Antibiotic therapy in granulocytopenic
cancer patients, the risk factors predisposing these patients to
infection, and the signs, symptoms and types of
infections occurring in these patients are reviewed. The four most commonly isolated organism at most
cancer treatment centers are Escherichia coli, Klebsiella spp., Pseudomonas aeruginosa and Staphylococcus aureus. Early antimicrobial
therapy with broad-spectrum
antibiotics before culture results are known produces cure rates of approximately 70%, regardless of the combination used. The most important predictor of response to any antibacterial regimen is a rise in the absolute granulocyte count.

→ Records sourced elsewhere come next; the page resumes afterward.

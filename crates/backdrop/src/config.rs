//! Construction-time parameters for a backdrop instance.

use log::Level;
use serde::Deserialize;
use thiserror::Error;

use crate::cell::CellPos;

/// Rejected configuration values.
#[derive(Debug, Error, Clone, PartialEq)]
pub enum ConfigError {
    #[error("tick interval must be a positive number of milliseconds")]
    ZeroTickInterval,
    #[error("spawn interval must be a positive number of milliseconds")]
    ZeroSpawnInterval,
    #[error("cell size must be at least one pixel")]
    ZeroCellSize,
    #[error("maximum body length must be at least 1")]
    ZeroMaxLength,
    #[error("spawn attempts must be at least 1")]
    ZeroSpawnAttempts,
    #[error("initial target count {initial} exceeds maximum {max}")]
    TooManyInitialTargets { initial: usize, max: usize },
    #[error("turn chance {0} must be between 0.0 and 1.0")]
    TurnChanceOutOfRange(f64),
    #[error("interval of {0} ms exceeds the host timer limit of {max} ms", max = MAX_INTERVAL_MS)]
    IntervalTooLong(u32),
    #[error("unknown log level {0:?}")]
    UnknownLogLevel(String),
}

/// Browser timers take a signed 32-bit delay.
pub const MAX_INTERVAL_MS: u32 = i32::MAX as u32;

/// Options accepted from the host page. Every field is optional on the JS side.
#[derive(Debug, Clone, PartialEq, Deserialize)]
#[serde(default, rename_all = "camelCase")]
pub struct BackdropConfig {
    pub tick_ms: u32,
    pub cell_size: u32,
    pub max_targets: usize,
    pub spawn_interval_ms: u32,
    pub initial_targets: usize,
    pub max_length: usize,
    pub start: CellPos,
    pub turn_chance: f64,
    pub spawn_attempts: u32,
    pub seed: Option<u64>,
    /// Console verbosity on the web host: `error`, `warn`, `info`, `debug` or `trace`.
    pub log_level: String,
}

impl Default for BackdropConfig {
    fn default() -> Self {
        Self {
            tick_ms: 300,
            cell_size: 25,
            max_targets: 5,
            spawn_interval_ms: 2000,
            initial_targets: 2,
            max_length: 8,
            start: CellPos::new(10, 10),
            turn_chance: 0.2,
            spawn_attempts: 10,
            seed: None,
            log_level: "info".to_owned(),
        }
    }
}

impl BackdropConfig {
    /// Single-target variant: one target on screen at a time.
    #[must_use]
    pub fn minimal() -> Self {
        Self {
            max_targets: 1,
            initial_targets: 1,
            ..Self::default()
        }
    }

    #[must_use]
    pub fn with_seed(self, seed: u64) -> Self {
        Self {
            seed: Some(seed),
            ..self
        }
    }

    /// # Errors
    ///
    /// Returns the first [`ConfigError`] found.
    pub fn validate(&self) -> Result<(), ConfigError> {
        if self.tick_ms == 0 {
            return Err(ConfigError::ZeroTickInterval);
        }
        if self.spawn_interval_ms == 0 {
            return Err(ConfigError::ZeroSpawnInterval);
        }
        for interval in [self.tick_ms, self.spawn_interval_ms] {
            if interval > MAX_INTERVAL_MS {
                return Err(ConfigError::IntervalTooLong(interval));
            }
        }
        if self.cell_size == 0 {
            return Err(ConfigError::ZeroCellSize);
        }
        if self.max_length == 0 {
            return Err(ConfigError::ZeroMaxLength);
        }
        if self.spawn_attempts == 0 {
            return Err(ConfigError::ZeroSpawnAttempts);
        }
        if self.initial_targets > self.max_targets {
            return Err(ConfigError::TooManyInitialTargets {
                initial: self.initial_targets,
                max: self.max_targets,
            });
        }
        if !(0.0..=1.0).contains(&self.turn_chance) {
            return Err(ConfigError::TurnChanceOutOfRange(self.turn_chance));
        }
        self.log_level()?;
        Ok(())
    }

    /// # Errors
    ///
    /// Returns [`ConfigError::UnknownLogLevel`] for anything `log` does not name.
    pub fn log_level(&self) -> Result<Level, ConfigError> {
        self.log_level
            .parse()
            .map_err(|_| ConfigError::UnknownLogLevel(self.log_level.clone()))
    }
}

#[cfg(test)]
mod tests {
    use super::*;
    use proptest::prelude::*;

    #[test]
    fn defaults_are_valid() {
        let config = BackdropConfig::default();
        assert_eq!(config.tick_ms, 300);
        assert_eq!(config.cell_size, 25);
        assert_eq!(config.max_targets, 5);
        assert_eq!(config.spawn_interval_ms, 2000);
        assert_eq!(config.initial_targets, 2);
        assert_eq!(config.max_length, 8);
        assert_eq!(config.start, CellPos::new(10, 10));
        assert_eq!(config.validate(), Ok(()));
    }

    #[test]
    fn minimal_variant_has_one_target() {
        let config = BackdropConfig::minimal();
        assert_eq!(config.max_targets, 1);
        assert_eq!(config.initial_targets, 1);
        assert_eq!(config.validate(), Ok(()));
    }

    #[test]
    fn zero_intervals_rejected() {
        let config = BackdropConfig {
            tick_ms: 0,
            ..BackdropConfig::default()
        };
        assert_eq!(config.validate(), Err(ConfigError::ZeroTickInterval));

        let config = BackdropConfig {
            spawn_interval_ms: 0,
            ..BackdropConfig::default()
        };
        assert_eq!(config.validate(), Err(ConfigError::ZeroSpawnInterval));
    }

    #[test]
    fn zero_sizes_rejected() {
        let config = BackdropConfig {
            cell_size: 0,
            ..BackdropConfig::default()
        };
        assert_eq!(config.validate(), Err(ConfigError::ZeroCellSize));

        let config = BackdropConfig {
            max_length: 0,
            ..BackdropConfig::default()
        };
        assert_eq!(config.validate(), Err(ConfigError::ZeroMaxLength));

        let config = BackdropConfig {
            spawn_attempts: 0,
            ..BackdropConfig::default()
        };
        assert_eq!(config.validate(), Err(ConfigError::ZeroSpawnAttempts));
    }

    #[test]
    fn initial_targets_above_max_rejected() {
        let config = BackdropConfig {
            max_targets: 1,
            initial_targets: 3,
            ..BackdropConfig::default()
        };
        let err = config.validate().unwrap_err();
        assert_eq!(
            err,
            ConfigError::TooManyInitialTargets { initial: 3, max: 1 }
        );
        assert_eq!(err.to_string(), "initial target count 3 exceeds maximum 1");
    }

    #[test]
    fn intervals_beyond_host_timer_limit_rejected() {
        let config = BackdropConfig {
            tick_ms: MAX_INTERVAL_MS + 1,
            ..BackdropConfig::default()
        };
        assert_eq!(
            config.validate(),
            Err(ConfigError::IntervalTooLong(MAX_INTERVAL_MS + 1))
        );

        let config = BackdropConfig {
            spawn_interval_ms: u32::MAX,
            ..BackdropConfig::default()
        };
        assert_eq!(config.validate(), Err(ConfigError::IntervalTooLong(u32::MAX)));

        let config = BackdropConfig {
            tick_ms: MAX_INTERVAL_MS,
            spawn_interval_ms: MAX_INTERVAL_MS,
            ..BackdropConfig::default()
        };
        assert_eq!(config.validate(), Ok(()));
        assert!(i32::try_from(config.tick_ms).is_ok());
    }

    #[test]
    fn log_level_parses_case_insensitively() {
        assert_eq!(BackdropConfig::default().log_level(), Ok(Level::Info));
        let config = BackdropConfig {
            log_level: "DEBUG".to_owned(),
            ..BackdropConfig::default()
        };
        assert_eq!(config.log_level(), Ok(Level::Debug));
    }

    #[test]
    fn unknown_log_level_rejected() {
        let config = BackdropConfig {
            log_level: "chatty".to_owned(),
            ..BackdropConfig::default()
        };
        assert_eq!(
            config.validate(),
            Err(ConfigError::UnknownLogLevel("chatty".to_owned()))
        );
    }

    #[test]
    fn zero_targets_is_allowed() {
        let config = BackdropConfig {
            max_targets: 0,
            initial_targets: 0,
            ..BackdropConfig::default()
        };
        assert_eq!(config.validate(), Ok(()));
    }

    proptest! {
        #[test]
        fn prop_turn_chance_outside_unit_range_rejected(
            chance in prop_oneof![(-10.0f64..-0.0001), (1.0001f64..10.0)],
        ) {
            let config = BackdropConfig {
                turn_chance: chance,
                ..BackdropConfig::default()
            };
            prop_assert_eq!(config.validate(), Err(ConfigError::TurnChanceOutOfRange(chance)));
        }
    }
}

The current recommended
fever regimen would be
carbenicillin (or
ticarcillin) with an
aminoglycoside. The choice of an
aminoglycoside depends on the prevailing organism sensitivities at a particular institution; in many cases,
gentamicin sulfate is suitable. Addition of a
cephalosporin to the two-
drug regimen offers little increase in cure rates, except whem
aminoglycoside-resistant Enterobacteriaceae are prevalent. Because of nephrotoxicity produced with combinations of
cephalothin sodium and the
aminoglycosides,
cefazolin sodium would be the current
cephalosporin of choice. An alternate third
drug to be considered is
co-trimoxazole, a broad-spectrum antimicrobial not yet commercially available in parenteral form. In the absence of a clinical response to appropriate antimicrobial
therapy in documented
infections, granulocyte transfusions may be indicated.